Saturday 21 November 2009

Tories to value marriage ... on forms

Almost nobody outside the political classes has yet heard of Chris Grayling, the populist, telly-themed soundbite obsessed shadow Home Secretary.

But while his colleagues attempt a liberal love-bombing strategy by posing as progressive, Grayling is already gearing up for what could prove a very successful bid to achieve Michael Howard and Ann Widdecombe levels of notoreity.

Here's his latest headline-grabbing wheeze.

Tories to demand: are you married? reports The Sunday Times.


Official forms will routinely demand to know whether a person is married under Conservative plans to promote stable families.

Chris Grayling, the shadow home secretary, claimed that, under Labour, marriage had become a “non official institution”. In an interview with The Sunday Times, he pledged that a future Tory government would make it a priority to raise the status of married life. “Marriage has almost disappeared from official forms, from official documents,” he said. “I think that needs to change.”


It is very strange that Conservatives love to lecture Labour on the limits of bureaucratic tinkering, critiquing a caricature of Fabianism as the belief that pulling government levers with micro tax and benefit changes can affect deep social and cultural changes in society.

Except on marriage, where the policy appears to consist only of eye-catching initiatives of exactly that kind, based on the idea that a tax-break will have a deep affect on couples' willingness to get hitched or not get divorced.

(Of course, being pro-marriage was also a big issue for the Thatcher government. In a decade, her policy unit came up with no substantive policy attempt beyond the rhetorical).

An idea of what a serious agenda to support the family could look like was set out earlier this year by my colleague Tim Horton in an essay for the Fabian Review special issue on the theme, which looked at how a pro-family agenda should focus on the quality of relationships, including the need to address the pressures on families today.

***
While Grayling bids to become a liberal bete noire, there is much expectation from his fans and supporters.

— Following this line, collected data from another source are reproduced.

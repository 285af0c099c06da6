//! Chat API wrappers (history, send, read receipts).

use async_trait::async_trait;

use super::{
    ApiClient,
    models::{ChatMessage, MarkReadRequest, SendMessageRequest, UnreadCount},
};
use crate::error::RemoteError;

/// Request/response side of a delivery chat.
#[async_trait]
pub trait ChatGateway: Send + Sync {
    /// One page of messages, newest first. `before_id` anchors older pages.
    async fn get_messages(
        &self,
        delivery_id: i64,
        before_id: Option<i64>,
        limit: usize,
    ) -> Result<Vec<ChatMessage>, RemoteError>;
    async fn send_message(&self, delivery_id: i64, content: &str)
    -> Result<ChatMessage, RemoteError>;
    async fn mark_read(&self, delivery_id: i64, last_read_message_id: i64)
    -> Result<(), RemoteError>;
    async fn unread_counts(&self) -> Result<Vec<UnreadCount>, RemoteError>;
}

#[async_trait]
impl ChatGateway for ApiClient {
    async fn get_messages(
        &self,
        delivery_id: i64,
        before_id: Option<i64>,
        limit: usize,
    ) -> Result<Vec<ChatMessage>, RemoteError> {
        let mut query = vec![("limit", limit.to_string())];
        if let Some(b) = before_id {
            query.push(("before_id", b.to_string()));
        }
        let rb = self
            .http
            .get(self.url(&format!("deliveries/{delivery_id}/messages")))
            .query(&query);
        self.send_json(rb)
            .await
            .map_err(|e| e.or_generic("Failed to fetch messages"))
    }

    async fn send_message(
        &self,
        delivery_id: i64,
        content: &str,
    ) -> Result<ChatMessage, RemoteError> {
        let rb = self
            .http
            .post(self.url(&format!("deliveries/{delivery_id}/messages")))
            .json(&SendMessageRequest { content });
        self.send_json(rb)
            .await
            .map_err(|e| e.or_generic("Failed to send message"))
    }

    async fn mark_read(
        &self,
        delivery_id: i64,
        last_read_message_id: i64,
    ) -> Result<(), RemoteError> {
        let rb = self
            .http
            .post(self.url(&format!("deliveries/{delivery_id}/messages/read")))
            .json(&MarkReadRequest {
                last_read_message_id,
            });
        self.send_empty(rb)
            .await
            .map_err(|e| e.or_generic("Failed to mark messages as read"))
    }

    async fn unread_counts(&self) -> Result<Vec<UnreadCount>, RemoteError> {
        let rb = self.http.get(self.url("messages/unread"));
        self.send_json(rb)
            .await
            .map_err(|e| e.or_generic("Failed to fetch unread counts"))
    }
}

And Grayling's appointment in place of the cerebral liberal-leaning Dominic Grieve has been credibly alleged to be a condition of The Sun newspaper's support for the Conservatives by the usually well informed Conservative insider Tim Montgomerie.

Indeed, several months before The Sun switched sides, the ConservativeHome site had reported that "One of the chief obstacles to winning back The Sun was removed when David Cameron replaced Dominic Grieve as Shadow Home Secretary".

The impressively in the loop tabloid had also speculated about the change of roles on the morning it was made, ahead of the official announcement.

4 comments:

13eastie said...

Here's a sample of Tim Horton's pardoxical logic, if you can't be bothered to read the whole thing...

Yes, married
couples tend to be happier and less likely to separate than
cohabiting couples.

[Can't argue with that.]
But it’s also the case that happier and more
committed couples are more likely to get married in the first
place.

[Yes, that's the general point, isn't it? Don't do it unless it's right? This is starting to sound rather like a complaint about the intrinsic happiness and commitment of married couples. Spite? Envy? Where can this be heading?]
The more you control for these underlying variables...
[Ah, I see: control to exclude the variables that you've just linked with a propensity to marry. In other words, retain only marriages that are not happy or committed for your study! Some people might call this selection bias, but hey-ho...]
...the smaller the relationship between family structure and
subsequent outcomes gets.

[No sh*t, Sherlock!]
In the case of married couples, it’s almost certainly those
high quality relationships – the ones which make it more
likely that people get married in the first place – that are then
primarily responsible for the positive outcomes for children
of married couples, not the institution of marriage itself. A
clue is provided by research which compared outcomes for
children in single parent families, on the one hand, with
those of children in ‘intact’ families experiencing high levels
of conflict, on the other; it found the children in the intact
families fared less well. It was the conflict, not the structure,
that was the key factor.


Or, to put it more briefly:

1) Happy couples get married
2) Control for happiness (in other words, find a way to control for marriage per se)
3) Conclude that marriage is not a factor in children's well-being (hardly surprising if you've already controlled for it).

Bad ideology.
Bad science.
Bad logic.
Bad argument.
Bad outcomes.

More than a tad contrived, methinks...

Letters From A Tory said...

To be fair, Grieve was out of his depth and didn't have the energy and fire to take on the Home Office.

The fact that Chris Grayling's obsession with soundbites is extremely irritating and unhelpful is another matter entirely.

Sunder Katwala said...

13eastie - we'll have to agree to disagree on whether that is a fair point to work out which way the cauastion runs.

LFAT - thanks. In general, one assumes that Grayling would welcome notoreity on the left if it plays well on the right. I would be surprised if this one did, so its interesting you think that.

He seems to me to be establishing a strong lead for "politician most likely to turn the Thick of It into political fact most often", but perhaps there are some other good contenders on both sides.

13eastie said...

Retrospective study: causation not even up for grabs.

Controlling against an acknowledged pre-cursor for the existence of the independent variable makes any 'conclusion' impossible to credit.